Cette thèse a pu être avancée. En effet, les sources concernant Mahomet lui sont toutes postérieures. Les épigraphistes qui travaillent sur le terrain en Arabie ont mis en évidence que l’on ne trouve guère le nom de Mahomet dans les inscriptions qu’ils ont relevées avant la fin du VIIe siècle [Mahomet serait mort en 632]. Pour ma part, je considère qu’il a forcément existé, car son ascendance tribale est incontestable. S’il y a bien une chose à laquelle tiennent les Arabes, c’est leur généalogie tribale. Or, des descendants de Mahomet se sont battus pour le pouvoir pendant trois siècles, sans que leur généalogie ne soit contestée.

Vous dites cependant que le prophète de l’islam ne s’appelait peut-être pas Muhammad.

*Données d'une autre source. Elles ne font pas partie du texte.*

#[test]
fn test_value_gc_reclaims_overwritten_segments() {
    let temp_dir = TempDir::new().unwrap();
    let mut opts = options(temp_dir.path());
    opts.do_not_compact = true;
    opts.value_threshold = 0;
    opts.value_log_file_size = 4 * 1024;
    let db = Database::open(opts.clone()).unwrap();

    let value = |gen: &str, i: u32| format!("{}-{:03}-{}", gen, i, "x".repeat(100));
    for i in 0..100 {
        db.put(format!("key{:03}", i), value("old", i)).unwrap();
    }
    let old_segments = db.value_log_segments();
    for i in 0..100 {
        db.put(format!("key{:03}", i), value("new", i)).unwrap();
    }
    db.flush().unwrap();

    let mut rounds = 0;
    while db.run_value_gc(0.0).unwrap() {
        rounds += 1;
    }
    assert!(rounds > 0);
    // Rewrites become durable with the next flush, which retires the segments
    db.flush().unwrap();

    let remaining: BTreeSet<u64> = db.value_log_segments().into_iter().collect();
    let reclaimed: Vec<_> = old_segments
        .iter()
        .filter(|fid| !remaining.contains(fid))
        .collect();
    assert!(!reclaimed.is_empty());
    assert_eq!(files_with_ext(temp_dir.path(), "vlog"), remaining);

    for i in 0..100 {
        assert_eq!(
            db.get(format!("key{:03}", i).as_bytes()).unwrap(),
            Some(Bytes::from(value("new", i)))
        );
    }
    drop(db);

    let db = Database::open(opts).unwrap();
    for i in 0..100 {
        assert_eq!(
            db.get(format!("key{:03}", i).as_bytes()).unwrap(),
            Some(Bytes::from(value("new", i)))
        );
    }
}

#[test]
fn test_flipped_value_log_byte_fails_one_read() {
    let temp_dir = TempDir::new().unwrap();
    let mut opts = options(temp_dir.path());
    opts.value_threshold = 0;
    let db = Database::open(opts).unwrap();

    // First record of segment 1: 13-byte header, 6-byte key, then the value
    db.put("victim", "v".repeat(64)).unwrap();
    db.put("healthy", "h".repeat(64)).unwrap();

    let file = OpenOptions::new()
        .write(true)
        .open(temp_dir.path().join("000001.vlog"))
        .unwrap();
    file.write_all_at(b"X", 13 + 6 + 10).unwrap();
    file.sync_all().unwrap();

    let err = db.get(b"victim").unwrap_err();
    assert!(matches!(err, LodeError::Corruption(_)), "{}", err);
    assert!(err.is_corruption());
    assert_eq!(db.get(b"healthy").unwrap(), Some(Bytes::from("h".repeat(64))));
}

#[test]
fn test_torn_manifest_tail_is_ignored() {
    let temp_dir = TempDir::new().unwrap();
    let opts = options(temp_dir.path());
    {
        let db = Database::open(opts.clone()).unwrap();
        db.put("durable", "yes").unwrap();
        db.flush().unwrap();
        db.close().unwrap();
    }
    {
        let mut manifest = OpenOptions::new()
            .append(true)
            .open(temp_dir.path().join("MANIFEST"))
            .unwrap();
        // Length prefix promising more bytes than follow
        manifest.write_all(&[200, 0, 0, 0, 1, 2]).unwrap();
    }

    let db = Database::open(opts).unwrap();
    assert_eq!(db.get(b"durable").unwrap(), Some(Bytes::from("yes")));
    db.put("after", "reopen").unwrap();
    db.flush().unwrap();
    assert_eq!(db.get(b"after").unwrap(), Some(Bytes::from("reopen")));
}

#[test]
fn test_damaged_manifest_length_refuses_open_and_keeps_tables() {
    let temp_dir = TempDir::new().unwrap();
    let mut opts = options(temp_dir.path());
    opts.do_not_compact = true;
    {
        let db = Database::open(opts.clone()).unwrap();
        for round in 0..3 {
            db.put(format!("key{}", round), "value").unwrap();
            db.flush().unwrap();
        }
        db.close().unwrap();
    }
    let tables = files_with_ext(temp_dir.path(), "sst");
    assert_eq!(tables.len(), 3);

    let path = temp_dir.path().join("MANIFEST");
    let mut bytes = fs::read(&path).unwrap();
    let len = bytes.len();
    // High byte of the first record's length
    bytes[3] ^= 0x10;
    fs::write(&path, &bytes).unwrap();

    let err = Database::open(opts).err().unwrap();
    assert!(err.is_corruption(), "{:?}", err);
    assert_eq!(fs::metadata(&path).unwrap().len(), len as u64);
    assert_eq!(files_with_ext(temp_dir.path(), "sst"), tables);
}

fn file_sizes(dir: &Path) -> Vec<(String, u64)> {
    let mut files: Vec<(String, u64)> = fs::read_dir(dir)
        .unwrap()
        .map(|e| {
            let e = e.unwrap();
            (e.file_name().into_string().unwrap(), e.metadata().unwrap().len())
        })
        .filter(|(name, _)| name != "LOCK")
        .collect();
    files.sort();
    files
}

Muhammad signifie « celui qui est louangé » – non par les hommes, mais par Dieu. Cette dénomination se trouve inscrite à plusieurs reprises sur la coupole du Rocher, à Jérusalem, achevée en 692 à l’époque omeyyade, comme pour faire un affichage destiné à être vu urbi et orbi. S’agit-il de son nom réel ? Sans doute pas. Il est possible qu’il s’agisse d’un nom destiné à renforcer son prestige. Certaines sources lui donnent un autre nom plus ordinaire : Qutham (qui signifie « celui qui distribue sa part de butin »).

La coupole du Rocher, à Jérusalem.
La coupole du Rocher, à Jérusalem.  VIRTUTEPETENS/WIKIPEDIA

Mahomet a-t-il vraiment souhaité fonder une nouvelle religion ou, à l’instar de Jésus, réformer l’existante ?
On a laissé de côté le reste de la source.